先日のテレビニュースで中国のバス会社の事故を撮影した恐ろしい映像をみてしまった。バスの内部でバスの運転手が女性客にクレームをつけられ殴られている、光景だ。テレビ側のナレーションでは女性客が下りるべきバス停で下ろしてもらえなかったので、運転手にごねていたらしい。バスの運転手は運転しながら女性客をなだめようとせず適当に応対していたが、女性客が運転手を殴ったのかどうか確かではないが、運転手は運転を誤り、バスは客15名乗せたまま崖に転落。全員死亡。愚かな一人の客のために十四名が亡くなったというお粗末で悲惨なニュース。バスの他の乗客は文句をつけた女性客の遺族に損害賠償を請求しても良いのではないか、と思ってしまう。これを「神様が一人に罰を与える際、ミスをした出来事」というのか。関係ない者の巻き添え死というのはどういうわけか、無差別。もう一つのニュースは今現代アートでトップを走っていると思しき草間弥生氏の展覧会を中国で偽の作品を並べて展示し、主催者は日本からの取材に平然と法は犯していないと、どこ吹く風。

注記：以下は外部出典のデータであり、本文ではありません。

/*
 * This file is part of max6639-tools.
 *
 * Copyright (C) 2025 max6639-tools contributors
 *
 * max6639-tools is free software: you can redistribute it and/or modify
 * it under the terms of the GNU General Public License as published by
 * the Free Software Foundation, either version 3 of the License, or
 * (at your option) any later version.
 *
 * max6639-tools is distributed in the hope that it will be useful,
 * but WITHOUT ANY WARRANTY; without even the implied warranty of
 * MERCHANTABILITY or FITNESS FOR A PARTICULAR PURPOSE. See the
 * GNU General Public License for more details.
 *
 * You should have received a copy of the GNU General Public License
 * along with max6639-tools. If not, see <https://www.gnu.org/licenses/>.
 */

//! JSON-lines event log
//!
//! Off until `init_logging` is called; `log_event` is a no-op before that.

use std::fs::{self, File, OpenOptions};
use std::io::{self, Write};
use std::path::{Path, PathBuf};
use std::sync::Mutex;
use std::time::{SystemTime, UNIX_EPOCH};

use lazy_static::lazy_static;
use serde_json::{json, Value};

pub const DEFAULT_LOG_PATH: &str = "/var/log/max6639/events.json";
const FALLBACK_LOG_PATH: &str = "/tmp/max6639_events.json";

lazy_static! {
    static ref LOG_FILE: Mutex<Option<File>> = Mutex::new(None);
}

fn now_millis() -> u128 {
    SystemTime::now()
        .duration_since(UNIX_EPOCH)
        .map(|d| d.as_millis())
        .unwrap_or(0)
}

fn open_append(path: &Path) -> io::Result<File> {
    if let Some(parent) = path.parent() {
        fs::create_dir_all(parent)?;
    }
    OpenOptions::new().create(true).append(true).open(path)
}

/// Open the event log at `path` (or the default), falling back to /tmp.
/// Returns the path actually in use.
pub fn init_logging(path: Option<&Path>) -> io::Result<PathBuf> {
    let wanted = path.map(Path::to_path_buf).unwrap_or_else(|| PathBuf::from(DEFAULT_LOG_PATH));
    let (file, used) = match open_append(&wanted) {
        Ok(f) => (f, wanted),
        Err(e) if path.is_some() => return Err(e),
        Err(_) => {
            let fallback = PathBuf::from(FALLBACK_LOG_PATH);
            (open_append(&fallback)?, fallback)
        }
    };
    match LOG_FILE.lock() {
        Ok(mut guard) => *guard = Some(file),
        Err(poisoned) => *poisoned.into_inner() = Some(file),
    }
    Ok(used)
}

/// Close the event log; later events are dropped
pub fn shutdown_logging() {
    match LOG_FILE.lock() {
        Ok(mut guard) => *guard = None,
        Err(poisoned) => *poisoned.into_inner() = None,
    }
}

pub fn is_enabled() -> bool {
    LOG_FILE.lock().map(|g| g.is_some()).unwrap_or(false)
}

pub fn log_event(event: &str, data: Value) {
    let Ok(mut guard) = LOG_FILE.lock() else { return };
    let Some(f) = guard.as_mut() else { return };

    let line = json!({
        "ts_ms": now_millis(),
        "event": event,
        "data": data,
    })
    .to_string();
    let _ = writeln!(f, "{}", line);
}
/// Which of the three temperature limits a setter targets
#[derive(Debug, Clone, Copy, PartialEq, Eq)]
pub enum TempLimit {
    /// THERM limit (hwmon temp_max)
    Max,
    /// ALERT limit (hwmon temp_crit)
    Crit,
    /// OT limit (hwmon temp_emergency)
    Emergency,
}

impl TempLimit {
    pub const fn register(self, ch: Channel) -> u8 {
        match self {
            TempLimit::Max => regs::therm_limit(ch.index()),
            TempLimit::Crit => regs::alert_limit(ch.index()),
            TempLimit::Emergency => regs::ot_limit(ch.index()),
        }
    }

    pub const fn name(self) -> &'static str {
        match self {
            TempLimit::Max => "temp_max",
            TempLimit::Crit => "temp_crit",
            TempLimit::Emergency => "temp_emergency",
        }
    }

    fn cache(self, snapshot: &mut DeviceSnapshot) -> &mut [u8; 2] {
        match self {
            TempLimit::Max => &mut snapshot.therm_limit,
            TempLimit::Crit => &mut snapshot.alert_limit,
            TempLimit::Emergency => &mut snapshot.ot_limit,
        }
    }
}

/// A MAX6639 reached through `bus`
#[derive(Debug)]
pub struct Max6639<B, D = StdDelay> {
    bus: B,
    delay: D,
}

impl<B: RegisterBus> Max6639<B> {
    pub fn new(bus: B) -> Self {
        Self { bus, delay: StdDelay }
    }
}

impl<B: RegisterBus, D: DelayNs> Max6639<B, D> {
    pub fn with_delay(bus: B, delay: D) -> Self {
        Self { bus, delay }
    }

    pub fn bus(&self) -> &B {
        &self.bus
    }

    pub fn bus_mut(&mut self) -> &mut B {
        &mut self.bus
    }

    /// Give back the bus handle
    pub fn release(self) -> B {
        self.bus
    }

    fn read(&mut self, register: u8) -> Result<u8> {
        self.bus
            .read_byte_data(register)
            .map_err(|e| Max6639Error::bus_read(register, e))
    }

    fn write(&mut self, register: u8, value: u8) -> Result<()> {
        self.bus
            .write_byte_data(register, value)
            .map_err(|e| Max6639Error::bus_write(register, e))
    }

    /// Confirm the device and manufacturer IDs
    pub fn detect(&mut self) -> Result<ChipIdentity> {
        let dev_id = self.read(regs::DEVID)?;
        let manu_id = self.read(regs::MANUID)?;
        debug!(dev_id = %format!("0x{:02x}", dev_id), manu_id = %format!("0x{:02x}", manu_id), "Identity registers");

        if dev_id != identity::DEVICE_ID || manu_id != identity::MANUFACTURER_ID {
            return Err(Max6639Error::IdentityMismatch { dev_id, manu_id });
        }
        logger::log_event("detect", json!({ "dev_id": dev_id, "manu_id": manu_id }));
        Ok(ChipIdentity { dev_id, manu_id })
    }

    pub fn read_revision(&mut self) -> Result<u8> {
        self.read(regs::DEVREV)
    }

    /// Reset the chip and program `config`, seeding `snapshot` with what was written.
    ///
    /// Blocks for the reset settle interval. On error the chip is left
    /// partially configured.
    pub fn init(&mut self, config: &DeviceConfig, snapshot: &mut DeviceSnapshot) -> Result<()> {
        config.validate()?;

        // Reset chip to default values, GCONFIG is set up last
        self.write(regs::GCONFIG, gconfig::POR)?;
        // Temperature reads fail until the reset has finished
        self.delay.delay_ms(RESET_SETTLE_MS);

        let ppr = convert::normalize_ppr(config.ppr);
        if ppr != config.ppr {
            warn!(requested = config.ppr, using = ppr, "Unsupported pulses per revolution");
        }
        snapshot.ppr_reg = ppr - 1;

        let polarity = if config.pwm_polarity_high {
            fan_config2a::POLARITY_HIGH
        } else {
            fan_config2a::POLARITY_LOW
        };

        for ch in Channel::ALL {
            let i = ch.index();
            let settings = config.channel(ch);

            self.write(regs::fan_ppr(i), snapshot.ppr_reg << fan_ppr::SHIFT)?;

            self.write(regs::fan_config1(i), fan_config1::PWM | config.rpm_range.index())?;
            snapshot.rpm_range = config.rpm_range;

            self.write(regs::fan_config2a(i), polarity)?;

            // THERM forces full speed; 25kHz together with PWM_FREQ_HI
            self.write(
                regs::fan_config3(i),
                fan_config3::THERM_FULL_SPEED | fan_config3::FREQ_SELECT,
            )?;

            self.write(regs::therm_limit(i), settings.therm_limit)?;
            snapshot.therm_limit[i] = settings.therm_limit;
            self.write(regs::alert_limit(i), settings.alert_limit)?;
            snapshot.alert_limit[i] = settings.alert_limit;
            self.write(regs::ot_limit(i), settings.ot_limit)?;
            snapshot.ot_limit[i] = settings.ot_limit;

            self.write(regs::targtduty(i), settings.target_duty)?;
            snapshot.duty[i] = settings.target_duty;
        }

        // Start monitoring
        self.write(regs::GCONFIG, gconfig::MONITOR)?;

        info!(
            ppr,
            rpm_range = config.rpm_range.full_scale(),
            polarity_high = config.pwm_polarity_high,
            "MAX6639 initialized"
        );
        logger::log_event(
            "init",
            json!({
                "ppr": ppr,
                "rpm_range": config.rpm_range.full_scale(),
                "pwm_polarity_high": config.pwm_polarity_high,
                "duty": snapshot.duty,
            }),
        );
        Ok(())
    }

    /// Refresh status, tach counts and temperatures into `snapshot`.
    ///
    /// Values read before a failure stay in `snapshot`.
    pub fn update(&mut self, snapshot: &mut DeviceSnapshot) -> Result<()> {
        snapshot.status = self.read(regs::STATUS)?;

        for ch in Channel::ALL {
            let i = ch.index();
            snapshot.fan_count[i] = self.read(regs::fan_cnt(i))?;

            // TEMP_EXT first; its fault bit stands even if TEMP fails
            let ext = self.read(regs::temp_ext(i))?;
            let partial = convert::decode_temp_ext(ext);
            snapshot.temp_raw[i] = partial.raw;
            snapshot.temp_fault[i] = partial.fault;

            let temp = self.read(regs::temp(i))?;
            snapshot.temp_raw[i] = convert::decode_temperature(temp, ext).raw;

            let reading = snapshot.temp_reading(ch);
            if reading.fault {
                warn!(channel = i, "Temperature diode fault");
            }
            debug!(
                channel = i,
                temp_mc = reading.millidegrees(),
                fan_rpm = snapshot.fan_input(ch),
                pwm = snapshot.pwm(ch),
                alarm = snapshot.alarm(ch),
                "Channel sample"
            );
        }

        logger::log_event(
            "update",
            json!({
                "status": snapshot.status,
                "channels": Channel::ALL.map(|ch| snapshot.report(ch)),
            }),
        );
        Ok(())
    }

    /// Reload the written-only values (limits, duty, tach setup) from the chip.
    ///
    /// For attaching to a chip that was initialized by another process.
    /// Channel 1's tach setup is taken as representative for both channels.
    pub fn read_settings(&mut self, snapshot: &mut DeviceSnapshot) -> Result<()> {
        for ch in Channel::ALL {
            let i = ch.index();
            snapshot.therm_limit[i] = self.read(regs::therm_limit(i))?;
            snapshot.alert_limit[i] = self.read(regs::alert_limit(i))?;
            snapshot.ot_limit[i] = self.read(regs::ot_limit(i))?;
            snapshot.duty[i] = self.read(regs::targtduty(i))?;
        }

        let cfg1 = self.read(regs::fan_config1(0))?;
        snapshot.rpm_range = RpmRange::from_index(cfg1 & fan_config1::RANGE_MASK).unwrap_or_default();
        snapshot.ppr_reg = self.read(regs::fan_ppr(0))? >> fan_ppr::SHIFT;
        Ok(())
    }

    /// Write one temperature limit, given in milli-degrees
    pub fn set_temp_limit(
        &mut self,
        snapshot: &mut DeviceSnapshot,
        ch: Channel,
        limit: TempLimit,
        millidegrees: i32,
    ) -> Result<()> {
        let value = convert::temp_limit_to_reg(millidegrees);
        self.write(limit.register(ch), value)?;
        limit.cache(snapshot)[ch.index()] = value;

        debug!(channel = ch.index(), limit = limit.name(), degrees = value, "Temperature limit written");
        logger::log_event(
            "limit_write",
            json!({
                "channel": ch.index(),
                "limit": limit.name(),
                "requested_mc": millidegrees,
                "written": value,
            }),
        );
        Ok(())
    }

    pub fn set_temp_max(&mut self, snapshot: &mut DeviceSnapshot, ch: Channel, millidegrees: i32) -> Result<()> {
        self.set_temp_limit(snapshot, ch, TempLimit::Max, millidegrees)
    }

    pub fn set_temp_crit(&mut self, snapshot: &mut DeviceSnapshot, ch: Channel, millidegrees: i32) -> Result<()> {
        self.set_temp_limit(snapshot, ch, TempLimit::Crit, millidegrees)
    }

    pub fn set_temp_emergency(&mut self, snapshot: &mut DeviceSnapshot, ch: Channel, millidegrees: i32) -> Result<()> {
        self.set_temp_limit(snapshot, ch, TempLimit::Emergency, millidegrees)
    }

    /// Set the target duty from a 0-255 value
    pub fn set_pwm(&mut self, snapshot: &mut DeviceSnapshot, ch: Channel, value: i32) -> Result<()> {
        let duty = convert::pwm_to_duty(value);
        self.write(regs::targtduty(ch.index()), duty)?;
        snapshot.duty[ch.index()] = duty;

        debug!(channel = ch.index(), requested = value, duty, "Target duty written");
        logger::log_event(
            "pwm_write",
            json!({
                "channel": ch.index(),
                "requested_raw": value,
                "written": duty,
            }),
        );
        Ok(())
    }

    /// Enter standby; other GCONFIG bits are preserved
    pub fn suspend(&mut self) -> Result<()> {
        let cfg = self.read(regs::GCONFIG)?;
        self.write(regs::GCONFIG, cfg | gconfig::STANDBY)?;
        info!("MAX6639 in standby");
        logger::log_event("suspend", json!({ "gconfig": cfg }));
        Ok(())
    }

    /// Leave standby; other GCONFIG bits are preserved
    pub fn resume(&mut self) -> Result<()> {
        let cfg = self.read(regs::GCONFIG)?;
        self.write(regs::GCONFIG, cfg & !gconfig::STANDBY)?;
        info!("MAX6639 resumed");
        logger::log_event("resume", json!({ "gconfig": cfg }));
        Ok(())
    }

    /// Read every register; failed reads are recorded as missing
    pub fn dump_registers(&mut self) -> RegisterDump {
        let mut dump = RegisterDump::default();
        for offset in 0..REGISTER_SPACE as u8 {
            match self.read(offset) {
                Ok(v) => dump.set(offset, Some(v)),
                Err(e) => debug!("{}", e),
            }
        }
        if dump.failed_reads() > 0 {
            warn!(failed = dump.failed_reads(), "Register dump incomplete");
        }
        dump
    }
}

この二つのニュースを見る限り、中国の国民のほとんどがこういう類の人びとなのだ、と判断せざるを得ない。そうなると中国を観光するということは正に命懸けだし、買い物も本物かどうかの真偽もその場で判断できにくい国と思うしかない。毛沢東が悪いわけでも周恩来が悪いわけでも現時点での習主席が悪いわけでもない筈だ。おそらく中国人全般に昔の良き時代の遺産の値打ちをまだ判っていないのではないか。古き良き時代に生きていた世界的人間国宝ともゆうべき哲学者も出ているのに、その歴史を背負っているという誇りがないのか、ないなら様々な珍事件も理解できるが、昔の孟子、孔子がどのようにこの事態を判断なさって発言をなさるのかどうか知りたい。